Ethan is standing now. Several other council members are on the verge of rising, too, but he stays them with a gesture. “What are you saying, Randal? Be very clear.”

Randal meets Ethan’s glare. “By sunset, we’ll all be dead,” he says. “It’s over. They’re coming.”

From outside, the sound of first one air horn, then another, bleeds through even the concrete walls. Alarms. We hear screams. In a blur of motion, Ethan draws his gun. Two deafening cracks cut through the air, and Randal is on the ground, writhing and squealing. The room is in a tumult, some council members dashing for the door, some standing and looking around in confusion, others still sitting, frozen in morbid disbelief.
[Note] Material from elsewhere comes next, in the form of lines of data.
use axum::{Router, http::Method, routing::get};
use std::error::Error;
use tower_http::cors::{Any, CorsLayer};
use tower_http::services::ServeDir;
use tower_http::trace::TraceLayer;

pub mod api;
pub mod catalog;
pub mod config;
pub mod db;
pub mod error;
pub mod handler;
pub mod retail;
pub mod sort;
pub mod uploads;
pub mod users;

use handler::AppState;

pub const API_PREFIX: &str = "/api/v1/admin";

pub fn unpack_error(err: &(dyn Error)) -> String {
    let mut parts = Vec::new();
    parts.push(err.to_string());
    let mut current = err.source();
    while let Some(source) = current {
        parts.push(source.to_string());
        current = source.source();
    }
    parts.join(": ")
}

/// Full router: the admin API under [`API_PREFIX`], `/api` info, the
/// healthcheck and the stored files under `/uploads`.
pub fn app(state: AppState) -> Router {
    let cors = CorsLayer::new()
        .allow_origin(Any)
        .allow_methods([Method::GET, Method::POST, Method::PUT, Method::DELETE])
        .allow_headers(Any);

    let admin = Router::new()
        .merge(catalog::routes())
        .merge(retail::routes())
        .merge(users::routes())
        .merge(uploads::routes(state.cfg.uploads.max_size));

    Router::new()
        .route("/", get(handler::healthcheck))
        .route("/api", get(handler::api_info))
        .nest(API_PREFIX, admin)
        .nest_service("/uploads", ServeDir::new(state.storage.root()))
        .layer(cors)
        .layer(TraceLayer::new_for_http())
        .with_state(state)
}
use axum::{
    Router,
    extract::DefaultBodyLimit,
    routing::{get, post},
};

use super::handler;
use crate::handler::AppState;

/// `max_size` caps the multipart body of `POST /uploads`.
pub fn routes(max_size: usize) -> Router<AppState> {
    Router::new()
        .route(
            "/uploads",
            post(handler::create_upload).layer(DefaultBodyLimit::max(max_size)),
        )
        .route("/uploads/:id", get(handler::get_upload).delete(handler::delete_upload))
}
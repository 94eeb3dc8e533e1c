//! Retail Module
//!
//! Per-shop stock levels and the sales that draw them down.
//!
//! A stock row is unique per (shop, book). Selling takes copies out of that
//! row and records a sale in the same transaction; a sale larger than the
//! stock on hand is rejected without touching either table.

mod handler;
mod lib;
mod routes;

pub use lib::*;

pub use routes::routes;

pub fn migrations() -> &'static [(&'static str, &'static str)] {
    &[("retail_001_schema.sql", include_str!("migrations/001_schema.sql"))]
}
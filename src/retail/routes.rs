use axum::{Router, routing::get};

use super::handler;
use crate::handler::AppState;

pub fn routes() -> Router<AppState> {
    Router::new()
        .route("/shops/:id/stocks", get(handler::list_stocks).put(handler::set_stock))
        .route("/shops/:id/sales", get(handler::list_sales).post(handler::create_sale))
}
Ethan turns to me: “Get your
friend
out of here. Send him out the front door, now. He resists, shoot him. The rest of you, spread the word and evacuate the building. Scatter throughout the city. Go underground if you can, and try to stay in tight quarters where the Ravers can’t get to you. Go!”

In an instant, the room is empty, save for the now-disordered furniture, me, Ethan, and Randal.
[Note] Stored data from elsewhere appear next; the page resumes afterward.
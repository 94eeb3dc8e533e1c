//! HTTP handlers for authors, books, publishers, shops and genres.

use axum::{
    extract::{Path, Query, State},
    response::Response,
};

use super::{
    AUTHOR_SORT_KEYS, AuthorFilter, AuthorForm, BOOK_SORT_KEYS, BookFilter, BookForm, Catalog, NAMED_SORT_KEYS,
    NamedFilter, NamedForm, NamedKind, isbn_conflict,
};
use crate::api::{self, Attributes, QueryParams, parse_id};
use crate::error::{AppError, AppResult, ValidationErrors};
use crate::handler::AppState;
use crate::sort::SortOrder;
use crate::uploads::{ModelRef, ModelType, Uploads};

// ============================================================================
// Author Handlers
// ============================================================================

pub async fn list_authors(State(state): State<AppState>, Query(params): Query<QueryParams>) -> AppResult<Response> {
    let page = params.page(&state.cfg.pagination)?;
    let filter = AuthorFilter {
        search: params.search().map(str::to_string),
        book_id: params.id_filter("book_id")?,
    };
    let order = SortOrder::parse(params.sort.as_deref(), AUTHOR_SORT_KEYS);

    let (authors, total) = Catalog::new(&state.db).list_authors(&filter, order, &page).await?;
    Ok(api::collection(&authors, &page, total))
}

pub async fn get_author(State(state): State<AppState>, Path(id): Path<String>) -> AppResult<Response> {
    let id = parse_id(&id, "Author")?;

    match Catalog::new(&state.db).get_author(id).await? {
        Some(author) => Ok(api::success(&author)),
        None => Err(AppError::not_found("Author")),
    }
}

pub async fn create_author(State(state): State<AppState>, attrs: Attributes) -> AppResult<Response> {
    let mut errors = ValidationErrors::new();
    let mut form = AuthorForm::default();
    form.assign(&attrs, &mut errors);
    form.validate(&mut errors);
    errors.into_result()?;

    let author = Catalog::new(&state.db).create_author(&form).await?;
    tracing::info!(author_id = author.id, "created author");
    Ok(api::created(&author))
}

pub async fn update_author(
    State(state): State<AppState>,
    Path(id): Path<String>,
    attrs: Attributes,
) -> AppResult<Response> {
    let id = parse_id(&id, "Author")?;
    let catalog = Catalog::new(&state.db);
    let author = catalog.get_author(id).await?.ok_or_else(|| AppError::not_found("Author"))?;

    let mut errors = ValidationErrors::new();
    let mut form = AuthorForm::from(&author);
    form.assign(&attrs, &mut errors);
    form.validate(&mut errors);
    errors.into_result()?;

    catalog.update_author(id, &form).await?;
    tracing::info!(author_id = id, "updated author");
    Ok(api::no_content())
}

pub async fn delete_author(State(state): State<AppState>, Path(id): Path<String>) -> AppResult<Response> {
    let id = parse_id(&id, "Author")?;

    if Catalog::new(&state.db).delete_author(id).await? {
        tracing::info!(author_id = id, "deleted author");
        Ok(api::no_content())
    } else {
        Err(AppError::not_found("Author"))
    }
}

// ============================================================================
// Book Handlers
// ============================================================================

pub async fn list_books(State(state): State<AppState>, Query(params): Query<QueryParams>) -> AppResult<Response> {
    let page = params.page(&state.cfg.pagination)?;
    let filter = BookFilter {
        search: params.search().map(str::to_string),
        publisher_id: params.id_filter("publisher_id")?,
        author_id: params.id_filter("author_id")?,
        genre_id: params.id_filter("genre_id")?,
        shop_id: params.id_filter("shop_id")?,
    };
    let order = SortOrder::parse(params.sort.as_deref(), BOOK_SORT_KEYS);

    let (books, total) = Catalog::new(&state.db).list_books(&filter, order, &page).await?;
    Ok(api::collection(&books, &page, total))
}

pub async fn get_book(State(state): State<AppState>, Path(id): Path<String>) -> AppResult<Response> {
    let id = parse_id(&id, "Book")?;

    match Catalog::new(&state.db).get_book(id).await? {
        Some(book) => Ok(api::success(&book)),
        None => Err(AppError::not_found("Book")),
    }
}

pub async fn create_book(State(state): State<AppState>, attrs: Attributes) -> AppResult<Response> {
    let catalog = Catalog::new(&state.db);

    let mut errors = ValidationErrors::new();
    let mut form = BookForm::default();
    form.assign(&attrs, &mut errors);
    form.validate(&mut errors);
    errors.merge(catalog.book_conflicts(&form, None).await?);
    errors.into_result()?;

    let book = catalog.create_book(&form).await.map_err(isbn_conflict)?;
    tracing::info!(book_id = book.id, "created book");
    Ok(api::created(&book))
}

pub async fn update_book(
    State(state): State<AppState>,
    Path(id): Path<String>,
    attrs: Attributes,
) -> AppResult<Response> {
    let id = parse_id(&id, "Book")?;
    let catalog = Catalog::new(&state.db);
    let book = catalog.get_book(id).await?.ok_or_else(|| AppError::not_found("Book"))?;

    let mut errors = ValidationErrors::new();
    let mut form = BookForm::from(&book);
    form.assign(&attrs, &mut errors);
    form.validate(&mut errors);
    errors.merge(catalog.book_conflicts(&form, Some(id)).await?);
    errors.into_result()?;

    catalog.update_book(id, &form).await.map_err(isbn_conflict)?;
    tracing::info!(book_id = id, "updated book");
    Ok(api::no_content())
}

pub async fn delete_book(State(state): State<AppState>, Path(id): Path<String>) -> AppResult<Response> {
    let id = parse_id(&id, "Book")?;
    let catalog = Catalog::new(&state.db);

    if catalog.get_book(id).await?.is_none() {
        return Err(AppError::not_found("Book"));
    }

    catalog.delete_book(id).await?;
    let owner = ModelRef::new(ModelType::Book, id);
    let removed = Uploads::new(&state.db, &state.storage).destroy_for_model(&owner).await?;

    tracing::info!(book_id = id, uploads_removed = removed, "deleted book");
    Ok(api::no_content())
}

// ============================================================================
// Publisher / Shop / Genre Handlers
// ============================================================================

pub async fn list_named<K: NamedKind>(
    State(state): State<AppState>,
    Query(params): Query<QueryParams>,
) -> AppResult<Response> {
    let page = params.page(&state.cfg.pagination)?;
    let filter = NamedFilter {
        search: params.search().map(str::to_string),
        book_id: params.id_filter("book_id")?,
    };
    let order = SortOrder::parse(params.sort.as_deref(), NAMED_SORT_KEYS);

    let (records, total) = Catalog::new(&state.db).list_named::<K>(&filter, order, &page).await?;
    Ok(api::collection(&records, &page, total))
}

pub async fn get_named<K: NamedKind>(State(state): State<AppState>, Path(id): Path<String>) -> AppResult<Response> {
    let id = parse_id(&id, K::LABEL)?;

    match Catalog::new(&state.db).get_named::<K>(id).await? {
        Some(record) => Ok(api::success(&record)),
        None => Err(AppError::not_found(K::LABEL)),
    }
}

pub async fn create_named<K: NamedKind>(State(state): State<AppState>, attrs: Attributes) -> AppResult<Response> {
    let mut errors = ValidationErrors::new();
    let mut form = NamedForm::default();
    form.assign(&attrs, &mut errors);
    form.validate(&mut errors);
    errors.into_result()?;

    let record = Catalog::new(&state.db).create_named::<K>(&form).await?;
    tracing::info!(table = K::TABLE, id = record.id, "created record");
    Ok(api::created(&record))
}

pub async fn update_named<K: NamedKind>(
    State(state): State<AppState>,
    Path(id): Path<String>,
    attrs: Attributes,
) -> AppResult<Response> {
    let id = parse_id(&id, K::LABEL)?;
    let catalog = Catalog::new(&state.db);
    let record = catalog
        .get_named::<K>(id)
        .await?
        .ok_or_else(|| AppError::not_found(K::LABEL))?;

    let mut errors = ValidationErrors::new();
    let mut form = NamedForm::from(&record);
    form.assign(&attrs, &mut errors);
    form.validate(&mut errors);
    errors.into_result()?;

    catalog.update_named::<K>(id, &form).await?;
    tracing::info!(table = K::TABLE, id, "updated record");
    Ok(api::no_content())
}

pub async fn delete_named<K: NamedKind>(State(state): State<AppState>, Path(id): Path<String>) -> AppResult<Response> {
    let id = parse_id(&id, K::LABEL)?;
    let catalog = Catalog::new(&state.db);

    if catalog.get_named::<K>(id).await?.is_none() {
        return Err(AppError::not_found(K::LABEL));
    }
    catalog.named_dependents::<K>(id).await?.into_result()?;

    catalog.delete_named::<K>(id).await?;
    tracing::info!(table = K::TABLE, id, "deleted record");
    Ok(api::no_content())
}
“Ethan,” Randal says, writhing in his own blood, “I’m sorry. P-please! I’m so sorry!”

Ethan pauses in the doorway. “No,” he says. “I am.”

And just like that, he’s gone.

I walk over to Randal, standing over him as he moans on the floor. Right away, I can see he’s not dying. Ethan’s two shots were not meant to be fatal. Randal has only been wounded—in both his hands.
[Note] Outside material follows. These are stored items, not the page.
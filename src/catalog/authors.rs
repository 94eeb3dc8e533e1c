use anyhow::Result;
use libsql::Value;
use serde::Serialize;

use super::Catalog;
use crate::api::{Attributes, JsonApiResource, Page, is_blank, parse_date, require_present};
use crate::db::{Filter, NOW, like_pattern};
use crate::error::ValidationErrors;
use crate::sort::SortOrder;

pub const AUTHOR_SORT_KEYS: &[(&str, &str)] = &[("first_name", "first_name"), ("last_name", "last_name")];

#[derive(Debug, Clone, Serialize)]
pub struct Author {
    #[serde(skip_serializing)]
    pub id: i64,
    pub biography: Option<String>,
    pub first_name: String,
    pub last_name: String,
    pub born_in: Option<String>,
    pub died_in: Option<String>,
    pub created_at: String,
    pub updated_at: String,
}

impl JsonApiResource for Author {
    const TYPE: &'static str = "authors";

    fn id(&self) -> i64 {
        self.id
    }
}

#[derive(Debug, Clone, Default, PartialEq)]
pub struct AuthorForm {
    pub first_name: Option<String>,
    pub last_name: Option<String>,
    pub biography: Option<String>,
    pub born_in: Option<String>,
    pub died_in: Option<String>,
}

impl From<&Author> for AuthorForm {
    fn from(author: &Author) -> Self {
        AuthorForm {
            first_name: Some(author.first_name.clone()),
            last_name: Some(author.last_name.clone()),
            biography: author.biography.clone(),
            born_in: author.born_in.clone(),
            died_in: author.died_in.clone(),
        }
    }
}

impl AuthorForm {
    /// Copies the attributes present in the request onto the form.
    pub fn assign(&mut self, attrs: &Attributes, errors: &mut ValidationErrors) {
        if let Some(v) = attrs.string("first_name", errors) {
            self.first_name = v;
        }
        if let Some(v) = attrs.string("last_name", errors) {
            self.last_name = v;
        }
        if let Some(v) = attrs.string("biography", errors) {
            self.biography = v.filter(|s| !s.trim().is_empty());
        }
        if let Some(v) = attrs.date("born_in", errors) {
            self.born_in = v;
        }
        if let Some(v) = attrs.date("died_in", errors) {
            self.died_in = v;
        }
    }

    pub fn validate(&self, errors: &mut ValidationErrors) {
        require_present(errors, "first_name", !is_blank(&self.first_name));
        require_present(errors, "last_name", !is_blank(&self.last_name));

        let born = self.born_in.as_deref().and_then(parse_date);
        let died = self.died_in.as_deref().and_then(parse_date);
        if let (Some(born), Some(died)) = (born, died) {
            if died < born {
                errors.add("died_in", "must be on or after born_in");
            }
        }
    }
}

#[derive(Debug, Default)]
pub struct AuthorFilter {
    pub search: Option<String>,
    pub book_id: Option<i64>,
}

impl AuthorFilter {
    fn to_filter(&self) -> Filter {
        let mut filter = Filter::new();
        if let Some(term) = &self.search {
            let pattern = like_pattern(term);
            filter.push(
                r"(LOWER(authors.first_name) LIKE ? ESCAPE '\' OR LOWER(authors.last_name) LIKE ? ESCAPE '\')",
                [pattern.clone(), pattern],
            );
        }
        if let Some(book_id) = self.book_id {
            filter.push(
                "EXISTS (SELECT 1 FROM authors_books WHERE authors_books.author_id = authors.id AND authors_books.book_id = ?)",
                [Value::Integer(book_id)],
            );
        }
        filter
    }
}

const AUTHOR_COLUMNS: &str = "authors.id, authors.biography, authors.first_name, authors.last_name, authors.born_in, authors.died_in, authors.created_at, authors.updated_at";

impl<'a> Catalog<'a> {
    pub async fn list_authors(
        &self,
        filter: &AuthorFilter,
        order: SortOrder,
        page: &Page,
    ) -> Result<(Vec<Author>, i64)> {
        let filter = filter.to_filter();
        let query = format!(
            "SELECT {AUTHOR_COLUMNS} FROM authors {} {} LIMIT ? OFFSET ?",
            filter.where_sql(),
            order.to_sql("authors")
        );

        let mut params = filter.params();
        params.push(Value::Integer(page.limit as i64));
        params.push(Value::Integer(page.offset as i64));

        let mut rows = self.db.connection().query(&query, params).await?;
        let mut authors = Vec::new();
        while let Some(row) = rows.next().await? {
            authors.push(row_to_author(&row)?);
        }

        let total = self
            .db
            .count(
                &format!("SELECT COUNT(*) FROM authors {}", filter.where_sql()),
                filter.params(),
            )
            .await?;

        Ok((authors, total))
    }

    pub async fn get_author(&self, id: i64) -> Result<Option<Author>> {
        let query = format!("SELECT {AUTHOR_COLUMNS} FROM authors WHERE authors.id = ?");
        let mut rows = self.db.connection().query(&query, libsql::params![id]).await?;

        if let Some(row) = rows.next().await? {
            Ok(Some(row_to_author(&row)?))
        } else {
            Ok(None)
        }
    }

    pub async fn create_author(&self, form: &AuthorForm) -> Result<Author> {
        let query = format!(
            "INSERT INTO authors (first_name, last_name, biography, born_in, died_in)
             VALUES (?, ?, ?, ?, ?)
             RETURNING {AUTHOR_COLUMNS}"
        );

        let mut rows = self
            .db
            .connection()
            .query(
                &query,
                libsql::params![
                    form.first_name.clone(),
                    form.last_name.clone(),
                    form.biography.clone(),
                    form.born_in.clone(),
                    form.died_in.clone()
                ],
            )
            .await?;

        if let Some(row) = rows.next().await? {
            row_to_author(&row)
        } else {
            anyhow::bail!("Failed to create author")
        }
    }

    pub async fn update_author(&self, id: i64, form: &AuthorForm) -> Result<bool> {
        let query = format!(
            "UPDATE authors
             SET first_name = ?, last_name = ?, biography = ?, born_in = ?, died_in = ?, updated_at = {NOW}
             WHERE id = ?"
        );

        let changed = self
            .db
            .connection()
            .execute(
                &query,
                libsql::params![
                    form.first_name.clone(),
                    form.last_name.clone(),
                    form.biography.clone(),
                    form.born_in.clone(),
                    form.died_in.clone(),
                    id
                ],
            )
            .await?;
        Ok(changed > 0)
    }

    pub async fn delete_author(&self, id: i64) -> Result<bool> {
        let result = self
            .db
            .connection()
            .execute("DELETE FROM authors WHERE id = ?", libsql::params![id])
            .await?;
        Ok(result > 0)
    }
}

fn row_to_author(row: &libsql::Row) -> Result<Author> {
    Ok(Author {
        id: row.get(0)?,
        biography: row.get(1)?,
        first_name: row.get(2)?,
        last_name: row.get(3)?,
        born_in: row.get(4)?,
        died_in: row.get(5)?,
        created_at: row.get(6)?,
        updated_at: row.get(7)?,
    })
}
He notices my puzzled look. “
If any a Benedict Arnold becomes, shoot both his hands so he can’t hold a gun,”
he murmurs, holding his blood-soaked hands in front of him. “So says the P-Protectorate.”

He sits up, trembling violently. “I t-tried to redeem myself by coming here . . . . ”

He looks so pitiful sitting there, but I’m so angry at him at the same time, I don’t know whether to hug him or kick him. He destroyed us all. Maybe ruined the whole revolution. But he did it for our daughter. My daughter.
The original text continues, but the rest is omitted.